**Problem requirements:** Each line starting at the one that contains "let sigma = config.depth_sigma_mm" and ending at the one that contains "else if missing_rgb_fallback" must be returned exactly, and the rest of the listing is left out.

Segment Start: Data listing

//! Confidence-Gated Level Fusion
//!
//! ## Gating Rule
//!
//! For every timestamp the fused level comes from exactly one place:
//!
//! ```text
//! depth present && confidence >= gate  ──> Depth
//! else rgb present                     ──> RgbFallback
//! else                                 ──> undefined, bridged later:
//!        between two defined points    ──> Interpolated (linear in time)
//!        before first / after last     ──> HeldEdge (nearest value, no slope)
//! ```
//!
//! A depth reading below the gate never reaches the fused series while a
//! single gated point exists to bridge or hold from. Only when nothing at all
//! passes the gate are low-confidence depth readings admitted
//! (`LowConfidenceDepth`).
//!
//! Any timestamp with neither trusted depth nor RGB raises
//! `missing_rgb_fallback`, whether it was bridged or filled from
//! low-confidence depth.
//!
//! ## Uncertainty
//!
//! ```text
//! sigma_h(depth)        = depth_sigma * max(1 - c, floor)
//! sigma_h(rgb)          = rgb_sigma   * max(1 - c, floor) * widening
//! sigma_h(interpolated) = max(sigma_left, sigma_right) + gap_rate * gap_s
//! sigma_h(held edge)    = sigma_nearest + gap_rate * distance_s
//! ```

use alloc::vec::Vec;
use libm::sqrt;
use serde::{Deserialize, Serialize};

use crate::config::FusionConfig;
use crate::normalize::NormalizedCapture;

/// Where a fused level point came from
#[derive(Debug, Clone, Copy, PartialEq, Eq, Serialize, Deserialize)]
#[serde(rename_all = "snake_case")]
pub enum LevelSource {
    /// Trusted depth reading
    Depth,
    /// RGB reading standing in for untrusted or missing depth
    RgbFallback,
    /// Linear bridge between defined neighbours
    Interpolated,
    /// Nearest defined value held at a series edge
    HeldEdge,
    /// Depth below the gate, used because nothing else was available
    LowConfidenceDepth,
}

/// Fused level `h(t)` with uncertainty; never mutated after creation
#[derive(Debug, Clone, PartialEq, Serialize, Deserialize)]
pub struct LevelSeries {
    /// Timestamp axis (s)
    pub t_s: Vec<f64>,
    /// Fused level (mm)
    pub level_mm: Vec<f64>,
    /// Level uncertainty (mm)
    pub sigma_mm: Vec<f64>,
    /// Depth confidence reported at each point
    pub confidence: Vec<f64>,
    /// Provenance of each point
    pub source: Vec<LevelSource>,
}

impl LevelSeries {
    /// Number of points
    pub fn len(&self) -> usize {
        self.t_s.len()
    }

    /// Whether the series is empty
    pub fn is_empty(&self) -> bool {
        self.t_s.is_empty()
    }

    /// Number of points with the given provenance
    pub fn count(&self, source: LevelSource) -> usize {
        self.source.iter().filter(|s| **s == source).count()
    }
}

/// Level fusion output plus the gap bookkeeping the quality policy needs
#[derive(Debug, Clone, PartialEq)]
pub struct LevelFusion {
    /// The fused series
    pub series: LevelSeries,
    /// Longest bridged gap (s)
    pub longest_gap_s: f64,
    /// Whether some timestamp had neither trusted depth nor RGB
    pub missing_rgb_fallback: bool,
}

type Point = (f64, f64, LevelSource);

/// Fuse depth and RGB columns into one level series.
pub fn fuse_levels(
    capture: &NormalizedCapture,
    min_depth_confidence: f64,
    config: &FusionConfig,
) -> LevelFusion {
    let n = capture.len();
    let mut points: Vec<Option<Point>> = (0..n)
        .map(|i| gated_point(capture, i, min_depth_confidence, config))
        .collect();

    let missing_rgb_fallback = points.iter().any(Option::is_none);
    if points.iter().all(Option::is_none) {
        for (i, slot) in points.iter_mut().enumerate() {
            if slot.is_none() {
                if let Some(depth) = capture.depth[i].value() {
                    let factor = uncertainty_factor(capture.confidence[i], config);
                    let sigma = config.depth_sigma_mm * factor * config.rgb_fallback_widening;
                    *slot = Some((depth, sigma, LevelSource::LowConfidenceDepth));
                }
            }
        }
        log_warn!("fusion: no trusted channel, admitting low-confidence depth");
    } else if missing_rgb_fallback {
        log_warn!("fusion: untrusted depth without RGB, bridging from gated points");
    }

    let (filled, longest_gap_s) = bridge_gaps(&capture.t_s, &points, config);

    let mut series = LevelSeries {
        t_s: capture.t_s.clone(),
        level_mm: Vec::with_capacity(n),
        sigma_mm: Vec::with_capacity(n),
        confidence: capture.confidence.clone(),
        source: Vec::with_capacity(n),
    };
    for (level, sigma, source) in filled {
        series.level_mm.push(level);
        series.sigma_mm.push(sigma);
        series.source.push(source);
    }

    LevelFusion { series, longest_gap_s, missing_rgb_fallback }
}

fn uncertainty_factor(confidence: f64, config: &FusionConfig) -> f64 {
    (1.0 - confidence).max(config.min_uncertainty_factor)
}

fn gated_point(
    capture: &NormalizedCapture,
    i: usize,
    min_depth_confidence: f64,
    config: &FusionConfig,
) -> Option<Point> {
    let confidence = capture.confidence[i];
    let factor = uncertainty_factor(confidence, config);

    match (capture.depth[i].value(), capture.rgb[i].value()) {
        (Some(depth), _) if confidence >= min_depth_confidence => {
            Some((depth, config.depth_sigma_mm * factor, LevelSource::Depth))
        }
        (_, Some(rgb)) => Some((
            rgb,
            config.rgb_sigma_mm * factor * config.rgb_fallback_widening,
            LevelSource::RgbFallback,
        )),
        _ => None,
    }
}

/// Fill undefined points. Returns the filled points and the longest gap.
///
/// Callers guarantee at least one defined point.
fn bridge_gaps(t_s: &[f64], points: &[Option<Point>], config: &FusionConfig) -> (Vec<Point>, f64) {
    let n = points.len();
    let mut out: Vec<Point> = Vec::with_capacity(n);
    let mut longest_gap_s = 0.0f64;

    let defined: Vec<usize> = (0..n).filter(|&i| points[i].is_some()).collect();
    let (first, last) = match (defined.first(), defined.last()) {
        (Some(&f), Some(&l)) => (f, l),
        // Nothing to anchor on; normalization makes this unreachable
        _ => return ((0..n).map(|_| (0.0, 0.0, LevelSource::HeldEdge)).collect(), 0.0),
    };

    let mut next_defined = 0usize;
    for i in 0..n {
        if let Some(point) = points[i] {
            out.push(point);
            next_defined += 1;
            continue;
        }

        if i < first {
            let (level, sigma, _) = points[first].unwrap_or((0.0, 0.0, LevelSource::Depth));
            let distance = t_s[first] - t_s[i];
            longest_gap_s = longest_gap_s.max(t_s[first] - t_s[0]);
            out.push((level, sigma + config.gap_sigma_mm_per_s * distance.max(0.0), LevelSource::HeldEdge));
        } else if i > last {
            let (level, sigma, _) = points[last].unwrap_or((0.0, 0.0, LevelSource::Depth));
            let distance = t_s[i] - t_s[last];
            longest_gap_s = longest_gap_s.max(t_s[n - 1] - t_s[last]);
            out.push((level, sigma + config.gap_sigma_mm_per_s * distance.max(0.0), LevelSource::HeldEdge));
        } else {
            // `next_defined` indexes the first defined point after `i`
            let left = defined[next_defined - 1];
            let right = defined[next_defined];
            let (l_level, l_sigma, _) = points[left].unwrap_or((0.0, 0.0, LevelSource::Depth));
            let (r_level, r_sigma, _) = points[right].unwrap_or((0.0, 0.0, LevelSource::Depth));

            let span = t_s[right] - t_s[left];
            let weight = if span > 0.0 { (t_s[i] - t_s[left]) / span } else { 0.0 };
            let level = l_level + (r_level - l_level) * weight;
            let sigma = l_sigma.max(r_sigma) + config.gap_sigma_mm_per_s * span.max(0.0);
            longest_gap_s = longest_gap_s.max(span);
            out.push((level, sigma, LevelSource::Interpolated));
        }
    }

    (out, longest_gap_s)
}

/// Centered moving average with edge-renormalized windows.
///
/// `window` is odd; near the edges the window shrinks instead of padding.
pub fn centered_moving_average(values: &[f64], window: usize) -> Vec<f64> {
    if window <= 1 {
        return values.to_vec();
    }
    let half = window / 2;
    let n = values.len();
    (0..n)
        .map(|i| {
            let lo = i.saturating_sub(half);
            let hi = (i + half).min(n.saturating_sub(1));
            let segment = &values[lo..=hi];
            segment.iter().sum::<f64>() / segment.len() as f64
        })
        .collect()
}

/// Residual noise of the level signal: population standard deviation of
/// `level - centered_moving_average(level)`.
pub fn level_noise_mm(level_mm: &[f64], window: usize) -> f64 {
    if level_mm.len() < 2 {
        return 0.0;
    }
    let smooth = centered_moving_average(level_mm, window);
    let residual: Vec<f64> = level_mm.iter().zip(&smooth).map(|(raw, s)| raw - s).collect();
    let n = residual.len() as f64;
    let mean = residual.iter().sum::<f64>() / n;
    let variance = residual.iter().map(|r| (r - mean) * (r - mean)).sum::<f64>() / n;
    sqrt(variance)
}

Segment End: Data listing

**Response area:**
                    let sigma = config.depth_sigma_mm * factor * config.rgb_fallback_widening;
                    *slot = Some((depth, sigma, LevelSource::LowConfidenceDepth));
                }
            }
        }
        log_warn!("fusion: no trusted channel, admitting low-confidence depth");
    } else if missing_rgb_fallback {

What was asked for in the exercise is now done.